Comprehensive crystal chemical analysis as a stage of mineralogical and technological assessment of solid mineral ores

The purpose of this article is to substantiate the importance of comprehensive crystal chemical analysis in the mineralogical and technological assessment of solid mineral ores. On example of rare silicate minerals (tinaksite, tokkoite, potassium-hastingsite, and others) selected from the deposits of various genetic types the effectiveness of the integration of modern analytical methods including X-ray structural analysis, electron probe microanalysis, Mössbauer, infrared and Raman spectroscopy, electron paramagnetic resonance, as well as optical spectroscopy and luminescence was demonstrated. The study obtained quantitative data on cation distribution by structural positions, iron valence state spectra features associated with OH vibrations, and luminescent characteristics.
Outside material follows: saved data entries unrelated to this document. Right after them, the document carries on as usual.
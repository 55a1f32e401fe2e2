/// Options for the development server
#[derive(Debug, Clone)]
pub struct ServerConfig {
    /// Address to bind to (e.g., "127.0.0.1", "0.0.0.0")
    pub host: String,

    /// Port to listen on
    pub port: u16,

    /// Whether to open the browser once the server is listening
    pub open_url: bool,
}

impl Default for ServerConfig {
    fn default() -> Self {
        ServerConfig {
            host: "127.0.0.1".to_string(),
            port: 4000,
            open_url: false,
        }
    }
}

impl ServerConfig {
    pub fn new(host: &str, port: u16) -> Self {
        ServerConfig {
            host: host.to_string(),
            port,
            ..Default::default()
        }
    }

    pub fn with_open_url(mut self, open_url: bool) -> Self {
        self.open_url = open_url;
        self
    }

    /// `host:port`, as handed to the listener
    pub fn address_string(&self) -> String {
        format!("{}:{}", self.host, self.port)
    }

    /// Browser URL; wildcard binds are shown as localhost
    pub fn url(&self) -> String {
        let host = match self.host.as_str() {
            "0.0.0.0" | "::" | "" => "localhost",
            host => host,
        };
        format!("http://{}:{}", host, self.port)
    }
}
use std::time::Duration;

/// Build statistics
#[derive(Debug, Default, Clone, PartialEq)]
pub struct BuildStats {
    /// Number of posts rendered
    pub posts: usize,
    /// Number of posts listed on the index (dated posts)
    pub listed_posts: usize,
    /// Number of standalone pages rendered
    pub pages: usize,
    /// Bytes copied from the static directory
    pub static_bytes: u64,
    pub duration: Duration,
}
The identified quantitative “composition-structure-properties” correlations enabled the solution of such fundamental tasks as determining crystal chemical formulas and mechanisms of isomorphic substitutions, studying ion exchange and redox processes, reconstructing mineral formation conditions, and analyzing the nature of functional properties. The obtained results provided a basis for predicting the technological behavior of mineral raw materials and developing genetic criteria. Among other things, it has been convincingly demonstrated that the comprehensive approach to assessing solid mineral ores enables a transition from empirical description to predictive modeling making a significant contribution to both the development of fundamental mineralogy and the solution of applied problems in rational subsoil use. The established patterns and developed methodological principles open up new prospects for the creation of energy-efficient and environmentally friendly technologies for processing mineral raw materials with the targeted use of their functional properties.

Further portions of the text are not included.